In silico gene expression profiling analysis of pullulanase and its inhibitors genes

The RNA-seq data for pullulanase and its inhibitors genes were downloaded from Expression Atlas at (https://www.ebi.ac.uk/gxa/home) and Wheat Omics (https://wheatomics.sdau.edu.cn/). The graphs of gene expression profiling were made using GraphPad Prism ().

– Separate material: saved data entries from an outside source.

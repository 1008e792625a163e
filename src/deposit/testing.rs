//! In-memory collaborators for exercising the pipeline without a network

use std::sync::{Arc, Mutex};
use std::time::Duration;

use alloy::primitives::{Address, B256, Bytes, TxHash, U256, keccak256, utils::parse_ether};
use eyre::{Result, bail};
use tokio::sync::Barrier;

use super::{
    DepositPipeline,
    address::AddressTemplate,
    data::ValidatorKey,
    traits::{AccountLedger, ConsensusStatus, KeyVault, ProtocolState, TransactionSubmitter},
    types::*,
};
use crate::parse_address;

pub fn owner() -> Address {
    parse_address!("0x28eb85aa9c01011fe9f62aee4c4446db069bc753")
}

pub fn deposit_contract() -> Address {
    parse_address!("0x4242424242424242424242424242424242424242")
}

pub fn template() -> AddressTemplate {
    AddressTemplate::new(
        parse_address!("0x6293B8abC1F36aFB22406Be5f96D893072A8cF3a"),
        parse_address!("0x594Fb75D3dc2DFa0150Ad03F99F97817747dd4E1"),
        Bytes::from_static(&[0x60, 0x80, 0x60, 0x40, 0x52, 0x34, 0x80, 0x15, 0x61, 0x00]),
    )
}

fn network() -> NetworkIdentity {
    NetworkIdentity {
        chain_id: 17000,
        deposit_contract: deposit_contract(),
    }
}

macro_rules! fail_on {
    ($self:ident, $name:literal) => {
        if $self.fail == Some($name) {
            bail!("{} failed: connection refused", $name);
        }
    };
}

/// Parks the call until every other holder of the barrier arrives
async fn rendezvous(barrier: &Option<Arc<Barrier>>) {
    if let Some(barrier) = barrier {
        barrier.wait().await;
    }
}

pub struct MockLedger {
    pub balance: U256,
    pub nonce: u64,
    /// Shared with another mock to require overlapping calls
    pub barrier: Option<Arc<Barrier>>,
    pub fail: Option<&'static str>,
}

impl Default for MockLedger {
    fn default() -> Self {
        MockLedger {
            balance: parse_ether("32").unwrap(),
            nonce: 11,
            barrier: None,
            fail: None,
        }
    }
}

impl AccountLedger for MockLedger {
    async fn balance_of(&self, _address: Address) -> Result<U256> {
        fail_on!(self, "balance_of");
        rendezvous(&self.barrier).await;
        Ok(self.balance)
    }

    async fn sequence_number_of(&self, _address: Address) -> Result<u64> {
        fail_on!(self, "sequence_number_of");
        Ok(self.nonce)
    }
}

pub struct MockProtocol {
    pub registered: bool,
    pub deposits_enabled: bool,
    pub stake_limit: u64,
    pub stake_count: u64,
    pub unbonded_max: u64,
    pub unbonded_count: u64,
    pub trusted: bool,
    pub prices_in_consensus: bool,
    pub network: NetworkIdentity,
    pub barrier: Option<Arc<Barrier>>,
    pub fail: Option<&'static str>,
}

impl Default for MockProtocol {
    fn default() -> Self {
        MockProtocol {
            registered: true,
            deposits_enabled: true,
            stake_limit: 3,
            stake_count: 1,
            unbonded_max: 5,
            unbonded_count: 0,
            trusted: false,
            prices_in_consensus: true,
            network: network(),
            barrier: None,
            fail: None,
        }
    }
}

impl MockProtocol {
    /// 0x01 credentials pointing at the minipool
    pub fn credentials_for(minipool: Address) -> B256 {
        let mut creds = [0u8; 32];
        creds[0] = 0x01;
        creds[12..].copy_from_slice(minipool.as_slice());
        creds.into()
    }
}

impl ProtocolState for MockProtocol {
    async fn node_exists(&self, _node: Address) -> Result<bool> {
        fail_on!(self, "node_exists");
        Ok(self.registered)
    }

    async fn deposits_enabled(&self) -> Result<bool> {
        fail_on!(self, "deposits_enabled");
        rendezvous(&self.barrier).await;
        Ok(self.deposits_enabled)
    }

    async fn stake_limit_of(&self, _node: Address) -> Result<u64> {
        fail_on!(self, "stake_limit_of");
        Ok(self.stake_limit)
    }

    async fn stake_count_of(&self, _node: Address) -> Result<u64> {
        fail_on!(self, "stake_count_of");
        Ok(self.stake_count)
    }

    async fn unbonded_max_count(&self) -> Result<u64> {
        fail_on!(self, "unbonded_max_count");
        Ok(self.unbonded_max)
    }

    async fn unbonded_count_of(&self, _node: Address) -> Result<u64> {
        fail_on!(self, "unbonded_count_of");
        Ok(self.unbonded_count)
    }

    async fn is_trusted_member(&self, _node: Address) -> Result<bool> {
        fail_on!(self, "is_trusted_member");
        Ok(self.trusted)
    }

    async fn prices_in_consensus(&self) -> Result<bool> {
        fail_on!(self, "prices_in_consensus");
        Ok(self.prices_in_consensus)
    }

    async fn deposit_type(&self, amount_wei: U256) -> Result<DepositType> {
        fail_on!(self, "deposit_type");
        Ok(match amount_wei {
            a if a.is_zero() => DepositType::Empty,
            a if a == parse_ether("16")? => DepositType::Half,
            a if a == parse_ether("32")? => DepositType::Full,
            _ => DepositType::None,
        })
    }

    async fn address_template(&self) -> Result<AddressTemplate> {
        fail_on!(self, "address_template");
        Ok(template())
    }

    async fn withdrawal_credentials_of(&self, minipool: Address) -> Result<B256> {
        fail_on!(self, "withdrawal_credentials_of");
        Ok(MockProtocol::credentials_for(minipool))
    }

    async fn deposit_network(&self) -> Result<NetworkIdentity> {
        fail_on!(self, "deposit_network");
        Ok(self.network)
    }

    async fn scrub_period(&self) -> Result<Duration> {
        fail_on!(self, "scrub_period");
        Ok(Duration::from_secs(12 * 60 * 60))
    }
}

pub struct MockConsensus {
    pub fork_version: [u8; 4],
    pub in_consensus: bool,
    /// Index of an already active validator using the queried key
    pub existing_validator: Option<u64>,
    pub network: NetworkIdentity,
    pub fail: Option<&'static str>,
}

impl Default for MockConsensus {
    fn default() -> Self {
        MockConsensus {
            fork_version: [0x01, 0x01, 0x70, 0x00],
            in_consensus: true,
            existing_validator: None,
            network: network(),
            fail: None,
        }
    }
}

impl ConsensusStatus for MockConsensus {
    async fn network_config(&self) -> Result<NetworkConfig> {
        fail_on!(self, "network_config");
        Ok(NetworkConfig::new(self.fork_version))
    }

    async fn in_consensus(&self) -> Result<bool> {
        fail_on!(self, "in_consensus");
        Ok(self.in_consensus)
    }

    async fn validator_status(&self, _pubkey: &BlsPublicKey) -> Result<ValidatorStatus> {
        fail_on!(self, "validator_status");
        Ok(ValidatorStatus {
            exists: self.existing_validator.is_some(),
            index: self.existing_validator.unwrap_or_default(),
        })
    }

    async fn network_identity(&self) -> Result<NetworkIdentity> {
        fail_on!(self, "network_identity");
        Ok(self.network)
    }
}

/// Keys are derived from the index, the index only advances on `persist`
#[derive(Default)]
pub struct MockVault {
    pub next_index: u8,
    pub pending: Option<ValidatorKey>,
    pub persisted: Vec<BlsPublicKey>,
    /// Hand out keys whose recorded public key belongs to another secret
    pub tampered: bool,
    pub fail: Option<&'static str>,
}

impl MockVault {
    fn key_at(&self, index: u8) -> Result<ValidatorKey> {
        let key = ValidatorKey::from_ikm(&[index + 1; 32])?;
        match self.tampered {
            false => Ok(key),
            true => {
                let other = ValidatorKey::from_ikm(&[index + 101; 32])?;
                ValidatorKey::from_keystore(&key.to_bytes(), other.public_key())
            }
        }
    }
}

impl KeyVault for MockVault {
    fn account_address(&self) -> Result<Address> {
        fail_on!(self, "account_address");
        Ok(owner())
    }

    fn next_validator_key(&self) -> Result<ValidatorKey> {
        fail_on!(self, "next_validator_key");
        self.key_at(self.next_index)
    }

    fn create_validator_key(&mut self) -> Result<ValidatorKey> {
        fail_on!(self, "create_validator_key");
        let key = self.key_at(self.next_index)?;
        self.pending = Some(key.clone());
        Ok(key)
    }

    fn persist(&mut self) -> Result<()> {
        fail_on!(self, "persist");
        if let Some(key) = self.pending.take() {
            self.persisted.push(key.public_key());
            self.next_index += 1;
        }
        Ok(())
    }

    fn transaction_params(&self, value: U256) -> Result<TransactionParams> {
        fail_on!(self, "transaction_params");
        Ok(TransactionParams::new(owner(), value))
    }
}

#[derive(Default)]
pub struct MockSubmitter {
    /// Every (params, call) pair handed to `submit_or_serialize`
    pub submitted: Mutex<Vec<(TransactionParams, DepositCall)>>,
    pub fail: Option<&'static str>,
}

impl MockSubmitter {
    pub fn submissions(&self) -> Vec<(TransactionParams, DepositCall)> {
        self.submitted.lock().unwrap().clone()
    }
}

impl TransactionSubmitter for MockSubmitter {
    async fn estimate_gas(&self, _params: &TransactionParams, _call: &DepositCall) -> Result<GasInfo> {
        fail_on!(self, "estimate_gas");
        Ok(GasInfo::from_estimate(210_000))
    }

    async fn submit_or_serialize(
        &self,
        params: &TransactionParams,
        call: &DepositCall,
    ) -> Result<SubmittedTransaction> {
        fail_on!(self, "submit_or_serialize");
        let mut raw = Vec::new();
        raw.extend_from_slice(params.from.as_slice());
        raw.extend_from_slice(&params.nonce.unwrap_or_default().to_be_bytes());
        raw.extend_from_slice(call.pubkey.as_slice());
        raw.extend_from_slice(call.deposit_data_root.as_slice());
        self.submitted
            .lock()
            .unwrap()
            .push((params.clone(), call.clone()));
        Ok(SubmittedTransaction {
            hash: TxHash::from(keccak256(&raw)),
            raw: Bytes::from(raw),
        })
    }
}

pub type MockPipeline = DepositPipeline<MockLedger, MockProtocol, MockConsensus, MockSubmitter>;

pub fn pipeline() -> MockPipeline {
    DepositPipeline::new(
        MockLedger::default(),
        MockProtocol::default(),
        MockConsensus::default(),
        MockSubmitter::default(),
    )
}
use eyre::{Result, eyre};
use slog::Drain;
use slog_atomic::{AtomicSwitch, AtomicSwitchCtrl};
use slog_term::{CompactFormat, TermDecorator};
use std::io;
use std::sync::Mutex;
use time::OffsetDateTime;

use slog::*;

use crate::helpers::datetime::Timezone;

/// Terminal logger whose level can be switched at runtime, `log` macros
/// are routed here once [`Logger::set_global`] is called
pub struct Logger {
    pub log_level: Mutex<u8>,
    logger: Mutex<Option<slog::Logger>>,
    ctrl: Mutex<Option<AtomicSwitchCtrl>>,
}

impl Default for Logger {
    fn default() -> Self {
        Self {
            log_level: Mutex::new(3),
            logger: Mutex::new(None),
            ctrl: Mutex::new(None),
        }
    }
}

fn new_drain(level: Level) -> Fuse<Mutex<Fuse<LevelFilter<CompactFormat<TermDecorator>>>>> {
    let decorator = slog_term::TermDecorator::new().stderr().build();
    let drain = slog_term::CompactFormat::new(decorator)
        .use_custom_timestamp(|w: &mut dyn io::Write| {
            write!(
                w,
                "{}",
                OffsetDateTime::now_utc()
                    .to_localtime()
                    .to_formatted_string()
            )
        })
        .build()
        .filter_level(level)
        .fuse();
    Mutex::new(drain).fuse()
}

pub fn level_from_u8(log_level: u8) -> Level {
    match log_level {
        0 => Level::Critical,
        1 => Level::Error,
        2 => Level::Warning,
        3 => Level::Info,
        4 => Level::Debug,
        _ => Level::Trace,
    }
}

fn drain_from_log_level(log_level: u8) -> AtomicSwitch {
    AtomicSwitch::new(new_drain(level_from_u8(log_level)))
}

impl Logger {
    pub fn new(log_level: u8) -> Self {
        let drain = drain_from_log_level(log_level);
        let logger = slog::Logger::root(
            drain.clone(),
            slog::o!("version" => env!("CARGO_PKG_VERSION")),
        );
        Logger {
            log_level: Mutex::new(log_level),
            logger: Mutex::new(Some(logger)),
            ctrl: Mutex::new(Some(drain.ctrl())),
        }
    }

    pub fn set_global(&self) -> Result<&Self> {
        let logger = self
            .logger
            .lock()
            .map_err(|e| eyre!("{}", e))?
            .clone()
            .ok_or_else(|| eyre!("logger is not initialized"))?;
        // slog_stdlog uses the logger from slog_scope, so set a logger there
        let guard = slog_scope::set_global_logger(logger);
        // https://github.com/slog-rs/slog/issues/249
        guard.cancel_reset();
        slog_stdlog::init_with_level(log::Level::Trace)?;
        Ok(self)
    }

    /// Swaps the drain in place, loggers handed out earlier follow the change
    pub fn set_log_level(&self, log_level: u8) -> Result<&Self> {
        let ctrl = self.ctrl.lock().map_err(|e| eyre!("{}", e))?;
        let ctrl = ctrl
            .as_ref()
            .ok_or_else(|| eyre!("logger is not initialized"))?;
        ctrl.set(drain_from_log_level(log_level));
        *self.log_level.lock().map_err(|e| eyre!("{}", e))? = log_level;
        Ok(self)
    }
}
//pub(crate) mod macros;
pub mod macros;

pub mod beacon;
pub mod config;
pub mod deposit;
pub mod globals;
pub mod helpers;
pub mod logger;
pub mod rocketpool;
pub mod rpc;
pub mod wallet;
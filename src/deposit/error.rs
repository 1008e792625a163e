use alloy::primitives::{Address, TxHash};

use super::{types::NetworkIdentity, verify::VerificationFailure};

#[derive(Debug, thiserror::Error)]
pub enum DepositError {
    /// A ledger, protocol, consensus or wallet call failed
    #[error("{0:?}")]
    Collaborator(eyre::Report),

    #[error("node {0} is not registered with the protocol")]
    NodeNotRegistered(Address),

    #[error(
        "beacon network mismatch! Expected deposit contract {} on chain {}, \
         but the beacon node is using {} on chain {}",
        .local.deposit_contract,
        .local.chain_id,
        .beacon.deposit_contract,
        .beacon.chain_id
    )]
    NetworkMismatch {
        local: NetworkIdentity,
        beacon: NetworkIdentity,
    },

    #[error("error checking for existing validator status: {0:?}\nno funds were deposited")]
    ValidatorStatus(eyre::Report),

    #[error(
        "**** ALERT ****\n\
         Minipool {address} has the following as a validator pubkey:\n\t{pubkey}\n\
         This key is already in use by validator {index} on the beacon chain!\n\
         The deposit was refused so the validator is not slashed."
    )]
    DuplicateValidator {
        address: Address,
        pubkey: String,
        index: u64,
    },

    #[error(transparent)]
    Verification(Box<VerificationFailure>),

    #[error(
        "transaction {tx_hash} was accepted but saving the validator key failed: {cause:?}\n\
         Funds HAVE been deposited, back up the wallet before retrying anything"
    )]
    KeyPersistence {
        tx_hash: TxHash,
        cause: eyre::Report,
    },
}

impl From<eyre::Report> for DepositError {
    fn from(report: eyre::Report) -> Self {
        // Verification failures raised inside a concurrent group travel as reports
        match report.downcast::<VerificationFailure>() {
            Ok(failure) => DepositError::Verification(Box::new(failure)),
            Err(report) => DepositError::Collaborator(report),
        }
    }
}

impl From<VerificationFailure> for DepositError {
    fn from(failure: VerificationFailure) -> Self {
        DepositError::Verification(Box::new(failure))
    }
}

impl DepositError {
    /// Failures that must never be downgraded or retried automatically
    pub fn is_safety_critical(&self) -> bool {
        matches!(
            self,
            DepositError::NetworkMismatch { .. }
                | DepositError::DuplicateValidator { .. }
                | DepositError::Verification(_)
        )
    }

    /// True when the error happened after the deposit was broadcast
    pub fn funds_moved(&self) -> bool {
        matches!(self, DepositError::KeyPersistence { .. })
    }
}

pub type Result<T> = std::result::Result<T, DepositError>;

cDNA synthesis and RT-qPCR analysis

Mature seeds harvested from Barley cv. Golden Promise was imbibed for 9, 24 and, 48-hour time-points, instantly frozen in liquid nitrogen, and stored at –80 °C. Total RNA was extracted from finely crushed samples by using the spectrum plant total RNA kit (Sigma-Aldrich, St. Louis, MO, USA) according to the manufacturer’s protocol with minor modifications. Extracted samples were quantified on a NanoDrop ND-1000 (NanoDrop Technologies, Washington, DE, USA) and treated with DNase I (Invitrogen, USA). A total of 1 µg of extracted RNA was used in cDNA synthesis with AffinityScript QPCR cDNA Synthesis kit (Agilent technology, Canada). The qRT-PCR was carried out in the Mx3000 qPCR system (Stratagene, USA). The total volume of each reaction was 20 μl with 1 μl of 5X diluted cDNA, 5 μM gene-specific primers, and 7.5 μl of WINSENT master mix with Hvb-actin and HvGAPDH as an internal control (Table S1). Expression analyses were performed with two biological, and three technical replicates, and the relative gene expression was analysed by the 2 − ΔΔCT method [25].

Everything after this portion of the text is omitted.